Le Tigre venait de donner son dernier coup de griffe à un Pérou éliminé qui devra attendre 32 ans pour disputer une Coupe du Monde. Malheureusement pour l’Argentin, et malgré son but sauveur, le sélectionneur Carlos Bilardo décida de ne pas l’inclure dans sa liste pour disputer la Coupe du Monde 1986. Il était au même moment avec son club América de Cali à l’annonce de la liste, il s’enferma plusieurs heures dans sa chambre pour pleurer. C’était le jour le plus triste de sa vie selon ses dires. Après plusieurs années et avec du recul, Gareca a compris la décision du sélectionneur de l’époque comme un choix purement technique et n’en gardera aucune rancœur. Il termina sa carrière de joueur après une ultime saison à Independiente en 1994 et commença sa carrière d’entraineur l’année suivante en 1995 avec le club San Martín de Tucumán. C’est en 2007 qu’il réapparut au Pérou, pour entrainer le club le plus populaire, l’Universitario de Deportes. Il termina deuxième du Clausura la même année. Il remportera le tournoi de l’Apertura en 2008 et termina troisième du classement cumulé du Descentralizado. En 2009, il mettra fin à son contrat avec la U d’un commun accord avec les dirigeant afin d’entrainer le club de son cœur, le Velez Sarsfield avec qui il décroche trois titres de champion. En 2014 il signe chez l’ogre brésilien, le Palmeiras qui venait de remonter parmi l’élite. Il est accueilli comme l’homme qui allait remettre le club sur le chemin de la gloire. Son expérience tourne vite au vinaigre, le club se retrouve reléguable et il est alors remercié en août 2014.

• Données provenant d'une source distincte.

//! Port traits: the boundary between the monitor core and the hardware.
//!
//! ```text
//!   Driver / board adapter ──▶ Port trait ──▶ Monitor (core)
//! ```
//!
//! Two layers of sensor ports exist:
//!
//! - **Source ports** (`AnalogInput`, `ClimateSource`, …) are the raw
//!   device access the board support crate provides.  They may fail;
//!   failures are typed [`SensorError`]s.
//! - **[`SensorPort`]** is what the acquisition scheduler consumes: a
//!   non-blocking `poll` that yields a [`Reading`] only when the sensor's
//!   own sampling interval has elapsed.  The bundled drivers in
//!   [`crate::sensors`] implement it on top of the source ports.

use crate::error::SensorError;
use crate::sensors::{Reading, SensorKind};
use crate::time::Millis;

// ───────────────────────────────────────────────────────────────
// Sensor port (consumed by the acquisition scheduler)
// ───────────────────────────────────────────────────────────────

/// A physical sensor as seen by the scheduler.
pub trait SensorPort {
    /// Which physical sensor this is.
    fn kind(&self) -> SensorKind;

    /// Whether the device answered at start-up.  Fixed for the life of
    /// the process; an unavailable sensor is never polled.
    fn is_available(&self) -> bool;

    /// Start any warm-up or sampling clocks.  Called once by the
    /// scheduler's `begin` for available sensors.
    fn begin(&mut self, _now: Millis) {}

    /// Non-blocking poll.  Returns `Some` only when the sampling interval
    /// has elapsed *and* a sample was obtained.
    fn poll(&mut self, now: Millis) -> Option<Reading>;

    /// Warm-up gating for gas sensors.  Non-gas sensors are always warm.
    fn warmed_up(&self, _now: Millis) -> bool {
        true
    }

    /// Milliseconds of warm-up left (0 when warm).
    fn warm_up_remaining(&self, _now: Millis) -> u32 {
        0
    }
}

// ───────────────────────────────────────────────────────────────
// Source ports (provided by the board support layer)
// ───────────────────────────────────────────────────────────────

/// One 10-bit ADC channel wired to a metal-oxide gas sensor divider.
pub trait AnalogInput {
    /// Raw count, 0–1023.
    fn read_raw(&mut self) -> Result<u16, SensorError>;
}

/// Interior temperature / humidity / pressure measurement.
#[derive(Debug, Clone, Copy, PartialEq)]
pub struct ClimateMeasurement {
    pub temperature_c: f32,
    pub humidity_percent: f32,
    pub pressure_hpa: f32,
}

/// BME280-class combined environmental sensor.
pub trait ClimateSource {
    /// Detect the device.  Called once at start-up.
    fn probe(&mut self) -> bool;
    fn measure(&mut self) -> Result<ClimateMeasurement, SensorError>;
}

/// DS18B20-class single temperature probe.
pub trait ThermometerSource {
    fn probe(&mut self) -> bool;
    fn read_celsius(&mut self) -> Result<f32, SensorError>;
}

/// Calibrated attitude from an IMU.
#[derive(Debug, Clone, Copy, PartialEq)]
pub struct Attitude {
    pub roll_deg: f32,
    pub pitch_deg: f32,
    pub die_temperature_c: f32,
}

/// MPU6050-class inclinometer.
pub trait InclinometerSource {
    fn probe(&mut self) -> bool;
    fn read_attitude(&mut self) -> Result<Attitude, SensorError>;
    /// Level offsets have been applied to `read_attitude`.
    fn is_calibrated(&self) -> bool {
        false
    }
}

/// One bus-voltage / shunt-current measurement.
#[derive(Debug, Clone, Copy, PartialEq)]
pub struct RailMeasurement {
    pub bus_voltage: f32,
    pub current_a: f32,
    pub power_w: f32,
}

/// INA226-class power monitor on one rail.
pub trait PowerMonitorSource {
    fn probe(&mut self) -> bool;
    fn measure(&mut self) -> Result<RailMeasurement, SensorError>;
}

// ───────────────────────────────────────────────────────────────
// Tone output (consumed by the buzzer pattern driver)
// ───────────────────────────────────────────────────────────────

/// A tone generator driving the piezo buzzer.
///
/// At most one tone exists at a time; starting a tone supersedes any
/// previous one.
pub trait ToneOutput {
    /// Start a tone.  `duration_ms = None` sounds until [`stop_tone`];
    /// `Some(ms)` ends on its own (see [`service`]).
    ///
    /// [`stop_tone`]: ToneOutput::stop_tone
    /// [`service`]: ToneOutput::service
    fn start_tone(&mut self, frequency_hz: u16, duration_ms: Option<u32>, now: Millis);

    /// Silence immediately.
    fn stop_tone(&mut self);

    /// End a bounded tone whose time is up.  Called once per loop pass.
    fn service(&mut self, _now: Millis) {}

    /// Output hardware is present.
    fn is_available(&self) -> bool {
        true
    }
}

// ───────────────────────────────────────────────────────────────
// Event sink (core → logging / display notifications)
// ───────────────────────────────────────────────────────────────

/// The core emits [`MonitorEvent`](super::events::MonitorEvent)s through
/// this port on state edges only.
pub trait EventSink {
    fn emit(&mut self, event: &super::events::MonitorEvent);
}
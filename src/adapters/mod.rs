//! Adapters: concrete implementations of the port traits.
//!
//! | Adapter    | Implements | Connects to          |
//! |------------|------------|----------------------|
//! | `log_sink` | EventSink  | `log` facade output  |
//!
//! The PWM buzzer lives in [`crate::drivers::pwm_buzzer`] with the other
//! output drivers.

pub mod log_sink;
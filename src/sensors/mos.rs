//! Metal-oxide (MQ-series) analog front-end.
//!
//! The sensing element sits in a divider with a load resistor RL.  The
//! ADC sees the voltage across RL, so the element resistance is
//!
//! ```text
//!   Rs = (Vc - V) / V * RL
//! ```
//!
//! and concentration follows a datasheet power-law curve of `Rs / R0`,
//! where R0 is the element resistance in clean air.

use crate::config::{ADC_FULL_SCALE, ADC_VREF, MIN_SENSE_VOLTAGE};
use crate::error::SensorError;

/// One converted ADC sample.
#[derive(Debug, Clone, Copy, Default, PartialEq)]
pub struct MosSample {
    pub raw: u16,
    pub voltage: f32,
    pub rs_kohm: f32,
    /// `Rs / R0`.
    pub ratio: f32,
}

#[derive(Debug, Clone, Copy)]
pub struct MosFrontEnd {
    load_kohm: f32,
    r0_kohm: f32,
}

impl MosFrontEnd {
    pub const fn new(load_kohm: f32, r0_kohm: f32) -> Self {
        Self { load_kohm, r0_kohm }
    }

    pub fn r0_kohm(&self) -> f32 {
        self.r0_kohm
    }

    /// Replace the clean-air resistance (from an external calibration).
    /// Non-positive values are ignored.
    pub fn set_r0_kohm(&mut self, r0: f32) {
        if r0 > 0.0 && r0.is_finite() {
            self.r0_kohm = r0;
        }
    }

    pub fn voltage(raw: u16) -> f32 {
        (raw as f32 / ADC_FULL_SCALE) * ADC_VREF
    }

    /// Convert a raw count into resistance and ratio.
    ///
    /// A sense voltage under [`MIN_SENSE_VOLTAGE`] would divide by ~zero
    /// and is reported as [`SensorError::VoltageTooLow`].  Counts above
    /// the ADC's full scale are [`SensorError::OutOfRange`].
    pub fn convert(&self, raw: u16) -> Result<MosSample, SensorError> {
        if f32::from(raw) > ADC_FULL_SCALE {
            return Err(SensorError::OutOfRange);
        }
        let voltage = Self::voltage(raw);
        if voltage < MIN_SENSE_VOLTAGE {
            return Err(SensorError::VoltageTooLow);
        }
        let rs_kohm = ((ADC_VREF - voltage) / voltage) * self.load_kohm;
        Ok(MosSample {
            raw,
            voltage,
            rs_kohm,
            ratio: rs_kohm / self.r0_kohm,
        })
    }
}

/// Invert a datasheet curve `ratio = scale * ppm^k` as
/// `ppm = (ratio / scale)^exponent` with `exponent = 1 / k`.
pub fn power_curve(ratio: f32, scale: f32, exponent: f32) -> f32 {
    (ratio / scale).powf(exponent)
}
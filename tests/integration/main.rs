//! Integration test driver for `tests/integration/` submodule.
//!
//! Each `mod` below maps to a file that exercises the monitor against
//! mock adapters.  All tests run on the host with no real hardware.

mod mock_hw;
mod monitor_tests;
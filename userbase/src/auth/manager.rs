//! Account manager implementation.

use std::sync::Arc;

use chrono::{Duration, Utc};
use uuid::Uuid;

use crate::db::{RefreshTokenRepository, UserRepository};
use crate::mail::{AccountEmail, Mailer};

use super::errors::{AuthError, AuthResult};
use super::models::{NewUser, RegisterRequest, SessionTokens, User, UserId};
use super::password;
use super::tokens::{TokenClaims, TokenCodec, TokenKind};

/// Policy and environment settings for the account manager
#[derive(Debug, Clone)]
pub struct AccountConfig {
    /// Server-side pepper appended to passwords before hashing
    pub pepper: String,
    /// External base URL used to build emailed links
    pub public_url: String,
    /// Whether login requires a verified email address
    pub require_verified_login: bool,
    /// Lifetime of issued refresh tokens
    pub refresh_token_ttl: Duration,
}

impl AccountConfig {
    /// Config with the given pepper and default policy: links built
    /// against localhost, verified email required to log in, and
    /// 30 day refresh tokens
    pub fn new(pepper: impl Into<String>) -> Self {
        Self {
            pepper: pepper.into(),
            public_url: "http://localhost:8000".to_string(),
            require_verified_login: true,
            refresh_token_ttl: Duration::days(30),
        }
    }
}

/// Account manager
///
/// Orchestrates registration, authentication, session token issuance and
/// rotation, email verification, and password reset over the store and
/// the mailer.
#[derive(Clone)]
pub struct AccountManager {
    users: Arc<dyn UserRepository>,
    refresh_tokens: Arc<dyn RefreshTokenRepository>,
    tokens: TokenCodec,
    mailer: Mailer,
    config: AccountConfig,
}

impl AccountManager {
    pub fn new(
        users: Arc<dyn UserRepository>,
        refresh_tokens: Arc<dyn RefreshTokenRepository>,
        tokens: TokenCodec,
        mailer: Mailer,
        config: AccountConfig,
    ) -> Self {
        Self {
            users,
            refresh_tokens,
            tokens,
            mailer,
            config,
        }
    }

    /// Register a new user account
    ///
    /// The account starts active, unverified, and without superuser
    /// rights. A verification email is scheduled once the row is stored.
    ///
    /// # Arguments
    ///
    /// * `request` - Email, username, and plain password
    ///
    /// # Returns
    ///
    /// * `AuthResult<User>` - The created user or an error
    ///
    /// # Errors
    ///
    /// * `AuthError::EmailAlreadyExists` - Email already registered
    /// * `AuthError::UsernameAlreadyExists` - Username already taken
    pub async fn register(&self, request: RegisterRequest) -> AuthResult<User> {
        // Advisory pre-checks, email first. The store's unique indexes
        // stay authoritative when two registrations race past these reads.
        if self.users.find_by_email(&request.email).await?.is_some() {
            return Err(AuthError::EmailAlreadyExists);
        }

        if self
            .users
            .find_by_username(&request.username)
            .await?
            .is_some()
        {
            return Err(AuthError::UsernameAlreadyExists);
        }

        let password_hash = password::hash_password(&request.password, &self.config.pepper)?;

        let user = self
            .users
            .create_user(NewUser {
                email: request.email,
                username: request.username,
                password_hash,
                is_verified: false,
                is_superuser: false,
            })
            .await?;

        tracing::info!(user_id = user.id, username = %user.username, "User registered");

        // Mail only after the row is stored; a failed insert must not
        // produce a verification email.
        self.request_email_verification(&user)?;

        Ok(user)
    }

    /// Issue a verification token and schedule the verification email
    ///
    /// Used at registration and by the resend endpoint.
    pub fn request_email_verification(&self, user: &User) -> AuthResult<()> {
        let token = self
            .tokens
            .issue(user.id, TokenKind::EmailVerification, Some(&user.username))?;

        self.mailer.send(AccountEmail::Verification {
            to: user.email.clone(),
            username: user.username.clone(),
            link: format!(
                "{}/verification-process?token={}",
                self.config.public_url, token
            ),
        });

        Ok(())
    }

    /// Authenticate by email or username plus password
    ///
    /// Checks run in order: existence, active, verified (when the policy
    /// requires it), then password, so account-state errors take
    /// precedence over credential errors for existing accounts.
    ///
    /// # Arguments
    ///
    /// * `login` - Email address or username
    /// * `password` - Plain password
    ///
    /// # Returns
    ///
    /// * `AuthResult<User>` - The authenticated user or an error
    ///
    /// # Errors
    ///
    /// * `AuthError::UserNotFound` - No account matches the login
    /// * `AuthError::AccountDeactivated` - Account is disabled
    /// * `AuthError::EmailNotVerified` - Verification required but missing
    /// * `AuthError::InvalidPassword` - Password mismatch
    pub async fn authenticate(&self, login: &str, password: &str) -> AuthResult<User> {
        // Logins containing '@' are email addresses; usernames cannot
        // contain '@'.
        let user = if login.contains('@') {
            self.users.find_by_email(login).await?
        } else {
            self.users.find_by_username(login).await?
        }
        .ok_or(AuthError::UserNotFound)?;

        if !user.is_active {
            return Err(AuthError::AccountDeactivated);
        }

        if self.config.require_verified_login && !user.is_verified {
            return Err(AuthError::EmailNotVerified);
        }

        if !password::verify_password(password, &self.config.pepper, &user.password_hash) {
            return Err(AuthError::InvalidPassword);
        }

        Ok(user)
    }

    /// Authenticate and issue a fresh session token pair
    pub async fn login(&self, login: &str, password: &str) -> AuthResult<(User, SessionTokens)> {
        let user = self.authenticate(login, password).await?;
        let tokens = self.issue_session_tokens(&user).await?;

        tracing::info!(user_id = user.id, username = %user.username, "User logged in");

        Ok((user, tokens))
    }

    /// Issue an access/refresh token pair for an authenticated user
    ///
    /// The access token is a signed stateless credential; the refresh
    /// token is an opaque random string stored for later rotation or
    /// revocation.
    pub async fn issue_session_tokens(&self, user: &User) -> AuthResult<SessionTokens> {
        let access_token = self
            .tokens
            .issue(user.id, TokenKind::Access, Some(&user.username))?;

        let refresh_token = Uuid::new_v4().to_string();
        let expires_at = Utc::now() + self.config.refresh_token_ttl;
        self.refresh_tokens
            .create_refresh_token(user.id, &refresh_token, expires_at)
            .await?;

        Ok(SessionTokens {
            access_token,
            refresh_token,
        })
    }

    /// Rotate a refresh token, revoking it and issuing a fresh pair
    ///
    /// Rotation is single-use: the presented token is revoked before new
    /// tokens are issued, so replaying it fails. Account state is not
    /// re-checked here; deactivation takes effect when the access token
    /// expires or on logout.
    ///
    /// # Errors
    ///
    /// * `AuthError::InvalidToken` - Unknown, revoked, or orphaned token
    /// * `AuthError::ExpiredToken` - Token past its expiry
    pub async fn rotate_refresh_token(&self, refresh_token: &str) -> AuthResult<SessionTokens> {
        let stored = self
            .refresh_tokens
            .find_by_token(refresh_token)
            .await?
            .ok_or(AuthError::InvalidToken)?;

        if stored.expires_at < Utc::now() {
            return Err(AuthError::ExpiredToken);
        }

        if stored.is_revoked {
            tracing::warn!(user_id = stored.user_id, "Replay of a revoked refresh token");
            return Err(AuthError::InvalidToken);
        }

        let user = self
            .users
            .find_by_id(stored.user_id)
            .await?
            .ok_or(AuthError::InvalidToken)?;

        self.refresh_tokens.revoke_refresh_token(stored.id).await?;

        self.issue_session_tokens(&user).await
    }

    /// Revoke every outstanding refresh token for the user
    ///
    /// # Returns
    ///
    /// * `AuthResult<u64>` - Number of sessions revoked
    pub async fn logout(&self, user_id: UserId) -> AuthResult<u64> {
        let revoked = self.refresh_tokens.revoke_all_for_user(user_id).await?;

        tracing::info!(user_id, revoked, "User logged out");

        Ok(revoked)
    }

    /// Confirm an email address from a verification token
    ///
    /// Verifying an already-verified account succeeds, so a link can be
    /// clicked twice. A confirmation email is scheduled once the flag is
    /// stored.
    ///
    /// # Errors
    ///
    /// * `AuthError::InvalidToken` - Malformed or wrong-purpose token
    /// * `AuthError::ExpiredToken` - Token past its expiry
    /// * `AuthError::UserNotFound` - Subject no longer resolves
    pub async fn verify_email_token(&self, token: &str) -> AuthResult<User> {
        let claims = self.tokens.verify(token, TokenKind::EmailVerification)?;
        let user_id = claims.user_id()?;

        let user = self
            .users
            .set_verified(user_id)
            .await?
            .ok_or(AuthError::UserNotFound)?;

        tracing::info!(user_id = user.id, "Email verified");

        self.mailer.send(AccountEmail::VerificationConfirmed {
            to: user.email.clone(),
            username: user.username.clone(),
        });

        Ok(user)
    }

    /// Start the password reset flow for an email address
    ///
    /// Preconditions mirror authentication's account-state checks. The
    /// HTTP boundary collapses these errors into a uniform acknowledgment
    /// so callers cannot probe which addresses exist; library consumers
    /// get the full detail.
    ///
    /// # Errors
    ///
    /// * `AuthError::UserNotFound` - No account for this email
    /// * `AuthError::AccountDeactivated` - Account is disabled
    /// * `AuthError::EmailNotVerified` - Address never verified
    pub async fn forgot_password(&self, email: &str) -> AuthResult<()> {
        let user = self
            .users
            .find_by_email(email)
            .await?
            .ok_or(AuthError::UserNotFound)?;

        if !user.is_active {
            return Err(AuthError::AccountDeactivated);
        }

        if !user.is_verified {
            return Err(AuthError::EmailNotVerified);
        }

        let token = self
            .tokens
            .issue(user.id, TokenKind::PasswordReset, Some(&user.username))?;

        self.mailer.send(AccountEmail::PasswordReset {
            to: user.email.clone(),
            username: user.username.clone(),
            link: format!("{}/reset-process?token={}", self.config.public_url, token),
        });

        Ok(())
    }

    /// Complete a password reset from a reset token
    ///
    /// Stores the new digest and revokes every outstanding refresh token,
    /// so sessions established before the reset cannot be rotated
    /// further. A confirmation email is scheduled once the digest is
    /// stored.
    ///
    /// # Errors
    ///
    /// * `AuthError::InvalidToken` - Malformed or wrong-purpose token
    /// * `AuthError::ExpiredToken` - Token past its expiry
    /// * `AuthError::UserNotFound` - Subject no longer resolves
    /// * `AuthError::AccountDeactivated` - Account is disabled
    pub async fn reset_password(&self, token: &str, new_password: &str) -> AuthResult<User> {
        let claims = self.tokens.verify(token, TokenKind::PasswordReset)?;
        let user_id = claims.user_id()?;

        let user = self
            .users
            .find_by_id(user_id)
            .await?
            .ok_or(AuthError::UserNotFound)?;

        if !user.is_active {
            return Err(AuthError::AccountDeactivated);
        }

        let password_hash = password::hash_password(new_password, &self.config.pepper)?;
        let user = self
            .users
            .update_password_hash(user.id, &password_hash)
            .await?
            .ok_or(AuthError::UserNotFound)?;

        self.refresh_tokens.revoke_all_for_user(user.id).await?;

        tracing::info!(user_id = user.id, "Password reset completed");

        self.mailer.send(AccountEmail::PasswordResetConfirmed {
            to: user.email.clone(),
            username: user.username.clone(),
        });

        Ok(user)
    }

    /// Verify an access token and return its claims
    pub fn verify_access_token(&self, token: &str) -> AuthResult<TokenClaims> {
        Ok(self.tokens.verify(token, TokenKind::Access)?)
    }

    /// Resolve the user behind a bearer access token
    ///
    /// Every failure mode (bad signature, wrong purpose, unparseable
    /// subject, or a subject that no longer exists) collapses to
    /// `Unauthorized`, so the boundary leaks nothing about why a
    /// credential was rejected.
    pub async fn current_user(&self, token: &str) -> AuthResult<User> {
        let claims = self
            .tokens
            .verify(token, TokenKind::Access)
            .map_err(|_| AuthError::Unauthorized)?;

        let user_id = claims.user_id().map_err(|_| AuthError::Unauthorized)?;

        self.users
            .find_by_id(user_id)
            .await?
            .ok_or(AuthError::Unauthorized)
    }
}
//! Admin manager implementation.

use std::sync::Arc;

use crate::auth::{AuthError, AuthResult, User, UserId, UserStats};
use crate::db::UserRepository;

/// Admin manager
///
/// Account administration for operators: aggregate statistics, the
/// reversible active toggle, and permanent deletion.
#[derive(Clone)]
pub struct AdminManager {
    users: Arc<dyn UserRepository>,
}

impl AdminManager {
    pub fn new(users: Arc<dyn UserRepository>) -> Self {
        Self { users }
    }

    /// Aggregate account counts
    pub async fn user_stats(&self) -> AuthResult<UserStats> {
        self.users.user_stats().await
    }

    /// Disable an account, blocking authentication until reactivated
    ///
    /// # Errors
    ///
    /// * `AuthError::UserNotFound` - No account with this id
    pub async fn deactivate_user(&self, user_id: UserId) -> AuthResult<User> {
        let user = self
            .users
            .set_active(user_id, false)
            .await?
            .ok_or(AuthError::UserNotFound)?;

        tracing::info!(user_id, "User deactivated");

        Ok(user)
    }

    /// Re-enable a deactivated account
    ///
    /// # Errors
    ///
    /// * `AuthError::UserNotFound` - No account with this id
    pub async fn reactivate_user(&self, user_id: UserId) -> AuthResult<User> {
        let user = self
            .users
            .set_active(user_id, true)
            .await?
            .ok_or(AuthError::UserNotFound)?;

        tracing::info!(user_id, "User reactivated");

        Ok(user)
    }

    /// Permanently remove an account
    ///
    /// Unlike deactivation this is not reversible: the row is removed and
    /// the user's refresh tokens go with it. Returns a snapshot of the
    /// removed user.
    ///
    /// # Errors
    ///
    /// * `AuthError::UserNotFound` - No account with this id
    pub async fn delete_user(&self, user_id: UserId) -> AuthResult<User> {
        let user = self
            .users
            .delete_user(user_id)
            .await?
            .ok_or(AuthError::UserNotFound)?;

        tracing::warn!(user_id, username = %user.username, "User deleted");

        Ok(user)
    }
}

Après la campagne catastrophique des éliminatoires pour le mondial 2014, personne ne voulait alors reprendre les rênes de la sélection péruvienne que venait de quitter Sergio Markarian. Après les refus de Luis Felipe Scolari et Marcelo Bielsa entre autres, le directeur de la fédération, Juan Carlos Oblitas apparut avec le nom de Ricardo Gareca. Ces deux hommes, qui étaient alors rivaux cette soirée de juin 1985 à Buenos Aires, allaient écrire l’histoire du football péruvien mais cette fois ci dans le même camp. La tâche s’annonce délicate et l’Argentin se trouve au pied d’une montagne. Mais au Pérou les montagnes font partie intégrante du paysage, la Cordillère des Andes en est le plus beau symbole. Avant d’atteindre le sommet il faut reprendre les bases, recommencer à zéro. Derniers des éliminatoires 2010 et huitième des éliminatoires 2014, la sélection ne pouvait difficilement partir de plus bas.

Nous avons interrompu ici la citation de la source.